State of Maine v. Jeffrey P. Wyman
107 A.3d 641
| Me. | 2015Background
- Jeffrey P. Wyman was indicted for perjury based on testimony he gave at his January 2012 OUI trial; the State alleged he and his son fabricated a timeline (that he drank after going off the road) and then lied at the OUI trial.
- At the perjury trial the State introduced testimony from the arresting officer that, at the scene on April 20, 2011, Wyman said he had one beer at 8:30 a.m., which conflicted with Wyman’s OUI-trial testimony that he drank several beers after going off the road at 9:38 a.m.

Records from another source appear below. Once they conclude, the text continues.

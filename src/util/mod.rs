pub(crate) mod escape;
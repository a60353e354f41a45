use percent_encoding::{
  AsciiSet, NON_ALPHANUMERIC, percent_decode_str, utf8_percent_encode,
};

use crate::prelude::*;

/// Characters left untouched by JavaScript's `encodeURIComponent`.
const COMPONENT: &AsciiSet = &NON_ALPHANUMERIC
  .remove(b'-')
  .remove(b'_')
  .remove(b'.')
  .remove(b'!')
  .remove(b'~')
  .remove(b'*')
  .remove(b'\'')
  .remove(b'(')
  .remove(b')');

pub fn encode_component(value: &str) -> String {
  utf8_percent_encode(value, COMPONENT).to_string()
}

/// Returns `None` when the decoded bytes are not valid UTF-8.
pub fn decode_component(value: &str) -> Option<String> {
  percent_decode_str(value).decode_utf8().ok().map(|v| v.into_owned())
}

/// IMF-fixdate, as used by the cookie `Expires` attribute.
pub fn http_date(date: DateTime<Utc>) -> String {
  date.format("%a, %d %b %Y %H:%M:%S GMT").to_string()
}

- The officer testified (on cross) that he believed “lies were told” at the OUI trial; the court issued a curative instruction after defense objection.
- The State offered cell-phone billing records and called a Verizon custodian to explain the timing and “origination” columns; the court admitted the custodian’s lay explanation but barred technical location opinions.
- Defense objected that the State’s questioning and closing argument impermissibly commented on Wyman’s post-arrest silence, that the officer’s opinion usurped the jury, and that the Verizon witness offered expert testimony not disclosed per a discovery order.
- The jury convicted Wyman of perjury; the Maine Supreme Judicial Court affirmed.
Issues
| Issue | Wyman's Argument | State's Argument | Held |
|---|---|---|---|
| Whether eliciting that Wyman did not report drinking after going off the road and referencing “what was said before/after” impermissibly commented on silence and violated rights | Improper comment on post-arrest silence and right to counsel/due process | The questions compared a pre-arrest inconsistent statement with trial testimony to impeach and prove perjury, not to penalize silence | Admission and closing reference were proper; no constitutional violation; no mistrial abuse of discretion |
| Whether officer’s testimony that “there were lies told” was improper opinion/usurped jury | Officer’s opinion was nonresponsive, prejudicial, and invaded jury’s role | Testimony was responsive to defense questioning and addressed officer’s bias; court’s curative instruction cured any prejudice | Admission not an abuse of discretion; curative instruction deemed sufficient |
| Whether Verizon custodian’s explanation of billing “timing” and “origination” required expert designation under discovery order | Custodian’s explanation was expert testimony (location inference) and should have been disclosed as expert | Witness gave lay, factual explanation of record columns, not technical location opinions | Court did not abuse discretion; custodian’s lay explanation admissible; expert testimony not elicited |
Key Cases Cited
- Ricci v. Delehanty, 719 A.2d 518 (Me. 1998) (trial court has broad discretion in controlling witness examination)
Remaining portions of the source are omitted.